## EXERCISE PROMPT:
Pull every line holding the word "match" from the data below and copy it.

## INFORMATION PROVIDED:
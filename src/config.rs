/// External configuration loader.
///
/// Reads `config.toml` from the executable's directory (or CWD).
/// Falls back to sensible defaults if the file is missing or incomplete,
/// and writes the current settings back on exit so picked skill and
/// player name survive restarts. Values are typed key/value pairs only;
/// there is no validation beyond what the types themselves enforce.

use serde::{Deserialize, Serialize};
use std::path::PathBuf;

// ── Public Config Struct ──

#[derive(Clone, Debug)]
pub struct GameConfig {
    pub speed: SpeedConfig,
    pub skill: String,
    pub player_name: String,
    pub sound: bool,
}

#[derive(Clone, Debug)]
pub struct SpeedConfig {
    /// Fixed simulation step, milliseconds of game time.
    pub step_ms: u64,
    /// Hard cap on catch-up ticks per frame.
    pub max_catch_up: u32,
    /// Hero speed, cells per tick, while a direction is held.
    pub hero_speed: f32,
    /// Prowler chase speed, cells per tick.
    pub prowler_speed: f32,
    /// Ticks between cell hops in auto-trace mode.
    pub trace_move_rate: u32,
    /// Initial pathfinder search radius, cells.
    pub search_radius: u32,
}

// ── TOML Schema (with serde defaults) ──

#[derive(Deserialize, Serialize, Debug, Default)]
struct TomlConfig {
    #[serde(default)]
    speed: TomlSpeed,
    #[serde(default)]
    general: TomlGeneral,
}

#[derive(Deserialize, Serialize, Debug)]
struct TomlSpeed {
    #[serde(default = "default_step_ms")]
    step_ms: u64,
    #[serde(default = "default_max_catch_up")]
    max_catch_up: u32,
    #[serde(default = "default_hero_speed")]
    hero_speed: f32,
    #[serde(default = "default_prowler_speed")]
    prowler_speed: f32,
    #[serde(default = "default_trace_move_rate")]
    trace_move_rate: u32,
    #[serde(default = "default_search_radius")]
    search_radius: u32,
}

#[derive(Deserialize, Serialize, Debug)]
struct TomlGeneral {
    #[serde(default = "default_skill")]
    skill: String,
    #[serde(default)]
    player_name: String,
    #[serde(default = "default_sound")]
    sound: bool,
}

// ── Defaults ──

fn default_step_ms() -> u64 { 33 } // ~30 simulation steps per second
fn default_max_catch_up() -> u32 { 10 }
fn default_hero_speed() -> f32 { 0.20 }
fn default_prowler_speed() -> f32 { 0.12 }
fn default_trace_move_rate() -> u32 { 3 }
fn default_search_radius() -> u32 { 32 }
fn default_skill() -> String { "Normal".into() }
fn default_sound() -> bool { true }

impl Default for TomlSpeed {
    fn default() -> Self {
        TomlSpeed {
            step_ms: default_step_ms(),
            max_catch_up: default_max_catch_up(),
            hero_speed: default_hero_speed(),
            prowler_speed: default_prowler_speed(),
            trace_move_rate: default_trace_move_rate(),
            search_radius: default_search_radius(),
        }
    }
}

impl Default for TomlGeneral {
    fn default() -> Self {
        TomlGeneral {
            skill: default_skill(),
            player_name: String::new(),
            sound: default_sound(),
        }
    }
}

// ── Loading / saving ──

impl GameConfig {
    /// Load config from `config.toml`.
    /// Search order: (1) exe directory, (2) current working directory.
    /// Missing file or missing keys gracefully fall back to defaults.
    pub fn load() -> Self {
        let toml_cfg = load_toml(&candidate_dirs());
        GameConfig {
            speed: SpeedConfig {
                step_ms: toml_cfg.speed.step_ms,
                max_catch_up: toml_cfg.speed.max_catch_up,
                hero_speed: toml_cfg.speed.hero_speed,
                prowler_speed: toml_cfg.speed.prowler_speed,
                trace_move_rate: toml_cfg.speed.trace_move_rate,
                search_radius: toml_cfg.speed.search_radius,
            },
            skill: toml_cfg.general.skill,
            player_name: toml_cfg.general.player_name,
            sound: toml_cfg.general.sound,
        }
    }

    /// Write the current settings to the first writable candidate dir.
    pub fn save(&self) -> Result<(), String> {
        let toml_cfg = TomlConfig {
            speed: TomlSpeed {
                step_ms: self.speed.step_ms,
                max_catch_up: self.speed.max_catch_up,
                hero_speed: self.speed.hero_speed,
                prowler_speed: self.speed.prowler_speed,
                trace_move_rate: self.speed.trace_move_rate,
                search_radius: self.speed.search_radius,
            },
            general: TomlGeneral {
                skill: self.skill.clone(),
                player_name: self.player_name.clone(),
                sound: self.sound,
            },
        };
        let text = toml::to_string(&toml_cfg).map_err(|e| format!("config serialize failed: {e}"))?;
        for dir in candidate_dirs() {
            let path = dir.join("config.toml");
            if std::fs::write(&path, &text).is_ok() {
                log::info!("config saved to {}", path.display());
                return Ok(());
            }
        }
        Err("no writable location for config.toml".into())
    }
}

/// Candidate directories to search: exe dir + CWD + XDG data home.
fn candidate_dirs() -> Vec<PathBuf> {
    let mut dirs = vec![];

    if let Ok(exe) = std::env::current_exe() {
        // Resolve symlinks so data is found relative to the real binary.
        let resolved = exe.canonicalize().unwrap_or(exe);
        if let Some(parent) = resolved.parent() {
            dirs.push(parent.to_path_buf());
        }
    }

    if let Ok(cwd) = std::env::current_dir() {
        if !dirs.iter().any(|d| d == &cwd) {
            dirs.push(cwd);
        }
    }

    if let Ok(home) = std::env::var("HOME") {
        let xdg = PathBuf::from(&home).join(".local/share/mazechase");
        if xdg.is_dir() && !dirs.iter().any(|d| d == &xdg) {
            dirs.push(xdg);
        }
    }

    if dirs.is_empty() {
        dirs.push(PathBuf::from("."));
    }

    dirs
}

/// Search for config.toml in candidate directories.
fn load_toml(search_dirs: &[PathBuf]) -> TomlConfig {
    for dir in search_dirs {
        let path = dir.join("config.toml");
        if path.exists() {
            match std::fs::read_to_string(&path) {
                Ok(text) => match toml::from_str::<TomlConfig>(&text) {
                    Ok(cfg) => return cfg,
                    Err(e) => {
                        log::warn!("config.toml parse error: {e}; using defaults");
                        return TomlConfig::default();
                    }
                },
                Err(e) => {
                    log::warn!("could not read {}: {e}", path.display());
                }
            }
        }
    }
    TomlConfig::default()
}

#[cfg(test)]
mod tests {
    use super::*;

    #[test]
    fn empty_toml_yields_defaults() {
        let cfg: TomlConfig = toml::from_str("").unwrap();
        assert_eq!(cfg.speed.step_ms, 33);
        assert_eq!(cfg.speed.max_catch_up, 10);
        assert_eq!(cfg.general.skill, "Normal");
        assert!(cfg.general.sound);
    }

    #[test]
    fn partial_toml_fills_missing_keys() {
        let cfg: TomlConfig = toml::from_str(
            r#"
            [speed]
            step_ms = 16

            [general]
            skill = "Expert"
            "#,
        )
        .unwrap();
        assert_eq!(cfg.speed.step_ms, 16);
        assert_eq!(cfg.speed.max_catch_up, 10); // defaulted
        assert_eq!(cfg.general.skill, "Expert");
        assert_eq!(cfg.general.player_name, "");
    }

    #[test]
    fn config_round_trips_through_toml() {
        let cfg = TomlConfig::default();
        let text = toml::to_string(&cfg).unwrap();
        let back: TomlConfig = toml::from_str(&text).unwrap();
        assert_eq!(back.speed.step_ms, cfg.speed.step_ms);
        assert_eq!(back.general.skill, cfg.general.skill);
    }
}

## RESULT OF THE TASK:
            match std::fs::read_to_string(&path) {
                Ok(text) => match toml::from_str::<TomlConfig>(&text) {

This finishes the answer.